Al momento, la puerta del garaje se abrió y Juan Carlos salió junto a un joven.

—Podéis bajar con el coche al garaje.

Una vez dentro, vieron a Durio al fondo. Se aproximaron y aparcaron en una plaza libre junto al coche que este custodiaba, un Mágnum azul oscuro. Cuando salían sonó el móvil de Vicente.

—¿Dígame jefe? —contestó.

—Vicente, escúchame atentamente —hablaba despacio, mascando las palabras—. El padre de Alberto Poncel es Jaime Poncel Peña. ¿Le conoces?

—Pues no, jefe. ¿Debería conocerlo?

—No necesariamente. Estamos hablando de gente muy influyente. Todo el edificio donde te encuentras es de su propiedad; en varias plantas tienen instalado el despacho de abogados más importante de Valencia, por lo menos uno de los más importantes, en el cual trabaja su hijo. Es también accionista mayoritario en varias empresas. Para rematar la historia, tiene conexiones en política. Además, le conozco personalmente.
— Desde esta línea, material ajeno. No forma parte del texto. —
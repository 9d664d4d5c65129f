//! Extracted-field domain model.

use crate::time::ClockTime;
use serde::{Deserialize, Serialize};
use strum::{Display, EnumString};

/// The closed set of canonical sleep-issue labels.
#[derive(
    Debug, Clone, Copy, PartialEq, Eq, Serialize, Deserialize, Display, EnumString,
)]
#[serde(rename_all = "snake_case")]
#[strum(serialize_all = "snake_case")]
pub enum MainIssue {
    NightWakings,
    ShortNaps,
    EarlyRising,
    BedtimeResistance,
    SelfSettling,
}

impl MainIssue {
    /// Human-readable label for prompts and UI copy.
    pub fn label(&self) -> &'static str {
        match self {
            Self::NightWakings => "frequent night wakings",
            Self::ShortNaps => "short naps",
            Self::EarlyRising => "waking too early in the morning",
            Self::BedtimeResistance => "resisting bedtime",
            Self::SelfSettling => "trouble falling asleep without help",
        }
    }
}

/// The slot set: every value the dialogue tries to resolve, each optional
/// until observed or defaulted.
///
/// `assumptions` documents provenance: whenever a field is defaulted rather
/// than observed, a human-readable note is appended. Entries are never
/// removed once added. `confidence_score` is the extractor's self-reported
/// certainty in `age_months` and the surrounding fields; it is recomputed
/// on every extraction pass, not merged.
#[derive(Debug, Clone, PartialEq, Serialize, Deserialize, Default)]
#[serde(rename_all = "camelCase")]
pub struct ExtractedFields {
    /// Child age in completed months, domain [0, ~60]
    pub age_months: Option<u32>,
    /// Usual morning wake time
    pub wake_time: Option<ClockTime>,
    /// Usual bedtime
    pub bedtime: Option<ClockTime>,
    /// Naps per day
    pub naps_count: Option<u32>,
    /// Free-text nap length description, e.g. "30-45 min"
    pub nap_lengths: Option<String>,
    /// Canonical issue label, if one was recognized
    pub main_issue: Option<MainIssue>,
    /// Extractor certainty in [0, 1]
    #[serde(default)]
    pub confidence_score: f32,
    /// Append-only provenance notes for defaulted fields
    #[serde(default)]
    pub assumptions: Vec<String>,
}

impl ExtractedFields {
    /// True when this value carries no observation at all: no field was
    /// resolved and no assumption was recorded. An empty update contributes
    /// nothing to a merge, including its confidence.
    pub fn is_empty(&self) -> bool {
        self.age_months.is_none()
            && self.wake_time.is_none()
            && self.bedtime.is_none()
            && self.naps_count.is_none()
            && self.nap_lengths.is_none()
            && self.main_issue.is_none()
            && self.assumptions.is_empty()
    }

    /// Number of resolved slots, used by the deterministic extractor's
    /// confidence computation.
    pub fn observed_count(&self) -> usize {
        [
            self.age_months.is_some(),
            self.wake_time.is_some(),
            self.bedtime.is_some(),
            self.naps_count.is_some(),
            self.nap_lengths.is_some(),
            self.main_issue.is_some(),
        ]
        .iter()
        .filter(|b| **b)
        .count()
    }

    /// Records that a field was defaulted rather than observed.
    pub fn note_assumption(&mut self, note: impl Into<String>) {
        self.assumptions.push(note.into());
    }
}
—¿Qué quieres decirme? ¿Me disculpo por haberles molestado y nos vamos?

—No me malinterpretes, coño. Lo que pretendo decirte es que tengas precaución, que actúes con mucho tacto.

Mientras hablaba con el Comisario, se aproximó a la parte trasera del coche, se agachó y observó el trocito de piloto que faltaba.

—Jefe, o mucho me equivoco, o el fragmento de piloto encontrado en el lugar del suceso coincide con el que le falta a este coche.

Las palabras dinero y política eran la combinación perfecta para tocar los cojones a cualquiera. Seguro que el Comisario estaba pensando en las implicaciones políticas de este caso, en las consecuencias para su carrera. Era pronto para recibir presiones, pero seguro que no tardarían en llegar. Tuvo el presentimiento de que este caso se iba a complicar.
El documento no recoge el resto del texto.